When was the last time you thought about what it means to have a good headshot? With the pervasiveness of social media profiles and their rapidly increasing importance for job seekers, having the appropriate photo to represent yourself is very important. If you’re on LinkedIn, it’s well and truly expected. Having a photo shows you’re for real and establishes your social media credibility. And as they say, first impressions mean everything, and often our first impression is often a visual one.
But taking a step back for a sec, if you’re not on LinkedIn and looking to promote yourself to prospective employers — be it as a consultant, or consultancy — then you should definitely think about getting a hurry-along and putting yourself on there. More and more companies are skipping the traditional job listings and going straight to this media. Maybe you need to update your CV or resume? We can help you with this.
Your profile photo on LinkedIn is very important. Did you know that profiles with pictures attract 50-70 percent more inquiries than profiles without pictures? That is reason enough to get you in front of a camera!
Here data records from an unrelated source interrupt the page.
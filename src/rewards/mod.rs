//! Reward bookkeeping.
//!
//! Pure rules for earning and spending points. The atomic parts (claim
//! windows, balance checks) are re-applied inside the repository updates;
//! the functions here decide what to ask for and how to parse user input.

mod cooldown;
mod error;
mod session;

use rand::Rng;

pub use cooldown::{cooldown_remaining, window_start, ClaimKind};
pub use error::RewardError;
pub use session::AdSessionTracker;

/// Longest payout destination we store.
const MAX_DESTINATION_LEN: usize = 200;

/// Roll a lucky spin: uniform in `0..=max`.
pub fn roll_spin<R: Rng + ?Sized>(rng: &mut R, max: i64) -> i64 {
    if max <= 0 {
        0
    } else {
        rng.gen_range(0..=max)
    }
}

/// Check a withdrawal amount against the minimum and the known balance.
pub fn validate_withdraw(amount: i64, balance: i64, minimum: i64) -> Result<(), RewardError> {
    if amount <= 0 {
        return Err(RewardError::InvalidAmount);
    }
    if amount < minimum {
        return Err(RewardError::BelowMinimum { minimum });
    }
    if balance < amount {
        return Err(RewardError::InsufficientPoints {
            balance,
            requested: amount,
        });
    }
    Ok(())
}

/// Parse `"<amount> [destination]"`, e.g. `"1.500 DANA 0812345"`.
///
/// The amount may use one kind of thousands separator (`.`, `,` or `_`)
/// between 3-digit groups: `1.500`, `12,345,678`.
pub fn parse_withdraw_input(text: &str) -> Result<(i64, Option<String>), RewardError> {
    let text = text.trim();
    let (amount, rest) = match text.split_once(char::is_whitespace) {
        Some((amount, rest)) => (amount, rest.trim()),
        None => (text, ""),
    };

    let amount = parse_grouped_amount(amount)?;
    if amount <= 0 {
        return Err(RewardError::InvalidAmount);
    }

    let destination = (!rest.is_empty()).then(|| rest.chars().take(MAX_DESTINATION_LEN).collect());
    Ok((amount, destination))
}

fn parse_grouped_amount(amount: &str) -> Result<i64, RewardError> {
    let mut separators = amount.chars().filter(|c| matches!(c, '.' | ',' | '_'));
    let digits = match separators.next() {
        None => amount.to_string(),
        Some(sep) => {
            if separators.any(|c| c != sep) {
                return Err(RewardError::InvalidAmount);
            }
            let mut groups = amount.split(sep);
            let head = groups.next().unwrap_or_default();
            if head.is_empty() || head.len() > 3 {
                return Err(RewardError::InvalidAmount);
            }
            let mut digits = head.to_string();
            for group in groups {
                if group.len() != 3 {
                    return Err(RewardError::InvalidAmount);
                }
                digits.push_str(group);
            }
            digits
        }
    };

    if digits.is_empty() || !digits.chars().all(|c| c.is_ascii_digit()) {
        return Err(RewardError::InvalidAmount);
    }
    digits.parse::<i64>().map_err(|_| RewardError::InvalidAmount)
}

/// Extract the referrer from a `/start` payload (`"12345"` or `"ref_12345"`).
pub fn parse_referrer(payload: &str, self_id: i64) -> Option<i64> {
    let payload = payload.trim();
    let raw = payload
        .strip_prefix("ref_")
        .or_else(|| payload.strip_prefix("ref"))
        .unwrap_or(payload);

    raw.parse::<i64>()
        .ok()
        .filter(|id| *id > 0 && *id != self_id)
}

#[cfg(test)]
mod tests {
    use super::*;
    use rand::rngs::StdRng;
    use rand::SeedableRng;

    #[test]
    fn test_roll_spin_in_range() {
        let mut rng = StdRng::seed_from_u64(7);
        for _ in 0..500 {
            let value = roll_spin(&mut rng, 100);
            assert!((0..=100).contains(&value));
        }
        assert_eq!(roll_spin(&mut rng, 0), 0);
        assert_eq!(roll_spin(&mut rng, -5), 0);
    }

    #[test]
    fn test_validate_withdraw() {
        assert!(validate_withdraw(100, 100, 100).is_ok());
        assert!(matches!(
            validate_withdraw(99, 500, 100),
            Err(RewardError::BelowMinimum { minimum: 100 })
        ));
        assert!(matches!(
            validate_withdraw(150, 120, 100),
            Err(RewardError::InsufficientPoints {
                balance: 120,
                requested: 150
            })
        ));
        assert!(matches!(
            validate_withdraw(0, 500, 100),
            Err(RewardError::InvalidAmount)
        ));
    }

    #[test]
    fn test_parse_withdraw_input() {
        let (amount, dest) = parse_withdraw_input("150").unwrap();
        assert_eq!(amount, 150);
        assert!(dest.is_none());

        let (amount, dest) = parse_withdraw_input("  1.500   DANA 0812345 ").unwrap();
        assert_eq!(amount, 1500);
        assert_eq!(dest.as_deref(), Some("DANA 0812345"));

        assert_eq!(parse_withdraw_input("12.345.678").unwrap().0, 12_345_678);
        assert_eq!(parse_withdraw_input("2,500").unwrap().0, 2500);
        assert_eq!(parse_withdraw_input("10_000 OVO 0812").unwrap().0, 10_000);

        for malformed in ["150.50", "1,5", "1.0.0", "1.500,000", "1500.", ".500", "1..500", "1234.567"] {
            assert!(
                matches!(parse_withdraw_input(malformed), Err(RewardError::InvalidAmount)),
                "{malformed} should be rejected"
            );
        }

        assert!(parse_withdraw_input("abc").is_err());
        assert!(parse_withdraw_input("-100").is_err());
        assert!(parse_withdraw_input("").is_err());
        assert!(parse_withdraw_input("0").is_err());
    }

    #[test]
    fn test_parse_referrer() {
        assert_eq!(parse_referrer("12345", 1), Some(12345));
        assert_eq!(parse_referrer("ref_12345", 1), Some(12345));
        assert_eq!(parse_referrer("12345", 12345), None);
        assert_eq!(parse_referrer("", 1), None);
        assert_eq!(parse_referrer("help", 1), None);
        assert_eq!(parse_referrer("-5", 1), None);
    }
}
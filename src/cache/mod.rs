//! Cache module - small in-memory caches built on Moka.
//!
//! Each repository or handler owns the caches it needs:
//! - leaderboard snapshot (short TTL)
//! - active ads list (short TTL, invalidated on admin edits)
//! - pending withdraw prompts (conversation state, TTL-bound)

mod config;
mod typed;

pub use config::CacheConfig;
pub use typed::TypedCache;
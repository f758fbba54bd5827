//! /help and /lang.

use teloxide::prelude::*;
use teloxide::types::ParseMode;

use crate::bot::dispatcher::{AppState, ThrottledBot};
use crate::i18n::{get_text, known_lang};

use super::start::main_menu;
use super::{reply_html, require_account};

/// Handle /help. Owners also see the owner commands.
pub async fn help_command(bot: ThrottledBot, msg: Message, state: AppState) -> anyhow::Result<()> {
    let Some((account, lang)) = require_account(&bot, &msg, &state).await? else {
        return Ok(());
    };

    let is_owner = state.is_owner(account.user_id as u64);
    reply_html(&bot, &msg, help_text(lang, is_owner)).await
}

pub fn help_text(lang: &str, is_owner: bool) -> String {
    let mut text = get_text(lang, "help.text");
    if is_owner {
        text.push_str(&get_text(lang, "help.owner"));
    }
    text
}

/// Handle /lang <id|en>.
pub async fn lang_command(
    bot: ThrottledBot,
    msg: Message,
    state: AppState,
    args: String,
) -> anyhow::Result<()> {
    let Some((account, lang)) = require_account(&bot, &msg, &state).await? else {
        return Ok(());
    };

    let Some(new_lang) = known_lang(args.trim()) else {
        return reply_html(&bot, &msg, get_text(lang, "lang.usage")).await;
    };

    state.users.set_lang(account.user_id, new_lang).await?;

    // Resend the keyboard so the button labels follow the new language
    bot.send_message(msg.chat.id, get_text(new_lang, "lang.saved"))
        .parse_mode(ParseMode::Html)
        .reply_markup(main_menu(new_lang))
        .await?;

    Ok(())
}

#[cfg(test)]
mod tests {
    use super::*;

    #[test]
    fn test_owner_section_only_for_owners() {
        let owner = get_text("en", "help.owner");
        assert!(!help_text("en", false).contains(&owner));
        assert!(help_text("en", true).ends_with(&owner));
    }
}
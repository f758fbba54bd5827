//! Repository module - one data access type per collection.

mod ad_repository;
mod quiz_repository;
mod user_repository;
mod withdraw_repository;

pub use ad_repository::AdRepository;
pub use quiz_repository::QuizRepository;
pub use user_repository::UserRepository;
pub use withdraw_repository::{WithdrawListing, WithdrawRepository};
//! Configuration module for the rewards bot.
//!
//! Loads configuration from environment variables (and `.env`).

use std::env;
use std::str::FromStr;
use std::time::Duration;

use anyhow::{bail, Context, Result};
use serde::Deserialize;

/// Bot running mode
#[derive(Debug, Clone, Deserialize, PartialEq, Eq, Default)]
#[serde(rename_all = "lowercase")]
pub enum BotMode {
    #[default]
    Polling,
    Webhook,
}

/// Point amounts and limits for every way of earning or spending points.
#[derive(Debug, Clone, PartialEq, Eq)]
pub struct RewardConfig {
    /// Points for one completed ad.
    pub ad: i64,
    /// Points for the daily claim.
    pub daily: i64,
    /// Upper bound (inclusive) of a lucky spin.
    pub spin_max: i64,
    /// Points credited to the referrer per new user.
    pub referral: i64,
    /// Default points for a correct quiz answer.
    pub quiz: i64,
    /// Minimum withdrawal amount.
    pub min_withdraw: i64,
}

impl Default for RewardConfig {
    fn default() -> Self {
        Self {
            ad: 10,
            daily: 20,
            spin_max: 100,
            referral: 50,
            quiz: 15,
            min_withdraw: 100,
        }
    }
}

/// Ad network settings for the watch page.
#[derive(Debug, Clone)]
pub struct AdConfig {
    /// SDK used when no ad row is active.
    pub fallback_script_url: String,
    /// JS function exposed by the fallback SDK.
    pub fallback_show_fn: String,
    /// A session cannot be redeemed earlier than this after issuing.
    pub min_watch: Duration,
    /// Unredeemed sessions are dropped after this.
    pub session_ttl: Duration,
}

impl Default for AdConfig {
    fn default() -> Self {
        Self {
            fallback_script_url: "https://ad.gigapub.tech/script?id=1669".to_string(),
            fallback_show_fn: "showGiga".to_string(),
            min_watch: Duration::from_secs(5),
            session_ttl: Duration::from_secs(900),
        }
    }
}

/// Application configuration
#[derive(Debug, Clone)]
pub struct Config {
    // Telegram
    pub bot_token: String,
    pub bot_mode: BotMode,
    pub webhook_url: Option<String>,
    pub webhook_secret: Option<String>,

    /// Bot username (without @) for referral links.
    /// Optional - will be fetched via getMe if not set.
    pub bot_username: Option<String>,

    /// Owner user IDs (comma-separated).
    /// These users can approve withdrawals from Telegram.
    pub owner_ids: Vec<u64>,

    // MongoDB
    pub mongodb_uri: String,
    pub mongodb_database: String,

    // Web
    pub admin_key: String,
    pub domain: String,
    pub port: u16,

    pub rewards: RewardConfig,
    pub ads: AdConfig,
}

impl Config {
    /// Load configuration from environment variables.
    pub fn from_env() -> Result<Self> {
        dotenvy::dotenv().ok();
        Self::from_lookup(|key| env::var(key).ok())
    }

    /// Build the configuration from an arbitrary key lookup.
    pub fn from_lookup<F>(lookup: F) -> Result<Self>
    where
        F: Fn(&str) -> Option<String>,
    {
        let var = |key: &str| lookup(key).map(|v| v.trim().to_string()).filter(|v| !v.is_empty());

        let bot_mode = match var("BOT_MODE").map(|m| m.to_lowercase()).as_deref() {
            Some("webhook") => BotMode::Webhook,
            _ => BotMode::Polling,
        };

        let webhook_url = var("WEBHOOK_URL");
        if bot_mode == BotMode::Webhook && webhook_url.is_none() {
            bail!("WEBHOOK_URL must be set when BOT_MODE is webhook");
        }

        let owner_ids = var("OWNER_IDS")
            .unwrap_or_default()
            .split(',')
            .filter_map(|s| s.trim().parse::<u64>().ok())
            .collect();

        let bot_username = var("BOT_USERNAME")
            .map(|s| s.trim_start_matches('@').to_string())
            .filter(|s| !s.is_empty());

        let defaults = RewardConfig::default();
        let rewards = RewardConfig {
            ad: parse_or(&var, "REWARD_AD", defaults.ad)?,
            daily: parse_or(&var, "REWARD_DAILY", defaults.daily)?,
            spin_max: parse_or(&var, "REWARD_SPIN_MAX", defaults.spin_max)?,
            referral: parse_or(&var, "REWARD_REFERRAL", defaults.referral)?,
            quiz: parse_or(&var, "REWARD_QUIZ", defaults.quiz)?,
            min_withdraw: parse_or(&var, "MIN_WITHDRAW", defaults.min_withdraw)?,
        };
        if rewards.spin_max < 0 || rewards.min_withdraw <= 0 {
            bail!("REWARD_SPIN_MAX must be >= 0 and MIN_WITHDRAW must be > 0");
        }

        let ad_defaults = AdConfig::default();
        let ads = AdConfig {
            fallback_script_url: var("AD_SCRIPT_URL").unwrap_or(ad_defaults.fallback_script_url),
            fallback_show_fn: var("AD_SHOW_FN").unwrap_or(ad_defaults.fallback_show_fn),
            min_watch: Duration::from_secs(parse_or(
                &var,
                "AD_MIN_WATCH_SECS",
                ad_defaults.min_watch.as_secs(),
            )?),
            session_ttl: Duration::from_secs(parse_or(
                &var,
                "AD_SESSION_TTL_SECS",
                ad_defaults.session_ttl.as_secs(),
            )?),
        };

        Ok(Self {
            bot_token: var("BOT_TOKEN").context("BOT_TOKEN must be set")?,
            bot_mode,
            webhook_url,
            webhook_secret: var("WEBHOOK_SECRET"),
            bot_username,
            owner_ids,
            mongodb_uri: var("MONGODB_URI").context("MONGODB_URI must be set")?,
            mongodb_database: var("MONGODB_DATABASE").unwrap_or_else(|| "poinbot".to_string()),
            admin_key: var("ADMIN_KEY").unwrap_or_else(|| "admin123".to_string()),
            domain: var("DOMAIN")
                .unwrap_or_else(|| "http://localhost:3000".to_string())
                .trim_end_matches('/')
                .to_string(),
            port: parse_or(&var, "PORT", 3000)?,
            rewards,
            ads,
        })
    }
}

fn parse_or<T, F>(var: &F, key: &str, default: T) -> Result<T>
where
    T: FromStr,
    T::Err: std::error::Error + Send + Sync + 'static,
    F: Fn(&str) -> Option<String>,
{
    match var(key) {
        Some(raw) => raw
            .parse::<T>()
            .with_context(|| format!("{key} has an invalid value: {raw}")),
        None => Ok(default),
    }
}

#[cfg(test)]
mod tests {
    use super::*;
    use std::collections::HashMap;

    fn lookup(pairs: &[(&str, &str)]) -> impl Fn(&str) -> Option<String> {
        let map: HashMap<String, String> = pairs
            .iter()
            .map(|(k, v)| (k.to_string(), v.to_string()))
            .collect();
        move |key| map.get(key).cloned()
    }

    #[test]
    fn test_defaults() {
        let config = Config::from_lookup(lookup(&[
            ("BOT_TOKEN", "123:abc"),
            ("MONGODB_URI", "mongodb://localhost"),
        ]))
        .unwrap();

        assert_eq!(config.bot_mode, BotMode::Polling);
        assert_eq!(config.admin_key, "admin123");
        assert_eq!(config.domain, "http://localhost:3000");
        assert_eq!(config.port, 3000);
        assert_eq!(config.mongodb_database, "poinbot");
        assert_eq!(config.rewards, RewardConfig::default());
        assert_eq!(config.ads.fallback_show_fn, "showGiga");
    }

    #[test]
    fn test_missing_token() {
        let err = Config::from_lookup(lookup(&[("MONGODB_URI", "mongodb://localhost")]))
            .unwrap_err();
        assert!(err.to_string().contains("BOT_TOKEN"));
    }

    #[test]
    fn test_webhook_requires_url() {
        let result = Config::from_lookup(lookup(&[
            ("BOT_TOKEN", "123:abc"),
            ("MONGODB_URI", "mongodb://localhost"),
            ("BOT_MODE", "webhook"),
        ]));
        assert!(result.is_err());
    }

    #[test]
    fn test_overrides() {
        let config = Config::from_lookup(lookup(&[
            ("BOT_TOKEN", "123:abc"),
            ("MONGODB_URI", "mongodb://localhost"),
            ("OWNER_IDS", "1, 2,x,3"),
            ("BOT_USERNAME", "@poin_bot"),
            ("DOMAIN", "https://poin.example/"),
            ("REWARD_DAILY", "25"),
            ("MIN_WITHDRAW", "500"),
        ]))
        .unwrap();

        assert_eq!(config.owner_ids, vec![1, 2, 3]);
        assert_eq!(config.bot_username.as_deref(), Some("poin_bot"));
        assert_eq!(config.domain, "https://poin.example");
        assert_eq!(config.rewards.daily, 25);
        assert_eq!(config.rewards.min_withdraw, 500);
    }

    #[test]
    fn test_invalid_number() {
        let err = Config::from_lookup(lookup(&[
            ("BOT_TOKEN", "123:abc"),
            ("MONGODB_URI", "mongodb://localhost"),
            ("PORT", "eighty"),
        ]))
        .unwrap_err();
        assert!(err.to_string().contains("PORT"));
    }
}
10 tips for your LinkedIn photo:
1. Use a current photo. It’s pretty bad to meet someone for the first time and not recognise them because their photo was so old they no longer look anything like it!
2. Use a photo of YOU! Not an inanimate object. Or your pet (yes, it happens).
3. Include your head and shoulders rather than just a photo of your head.
4. Smile rather than looking serious. It makes you look approachable.
5. Wear a colour that complements you. Avoid anything that is too bright or patterns that distract. Black and white are usually pretty safe, but you don’t have to be limited to these.
6. Don’t feature other people in your photos (and be careful how you crop other people out — there should not be any errant body parts in your LinkedIn photo!)
7. Make sure the background in the photo isn’t distracting. Don’t include pictures of you taken at a party or wedding. Or with your pet.
8. Look directly at the camera, rather than side on or on an angle.
9. Take multiple shots and ask people their opinion on which one makes you seem most ‘approachable.’ Ask them which one they’d most want to employ.
10. And don’t include a photo of your pet!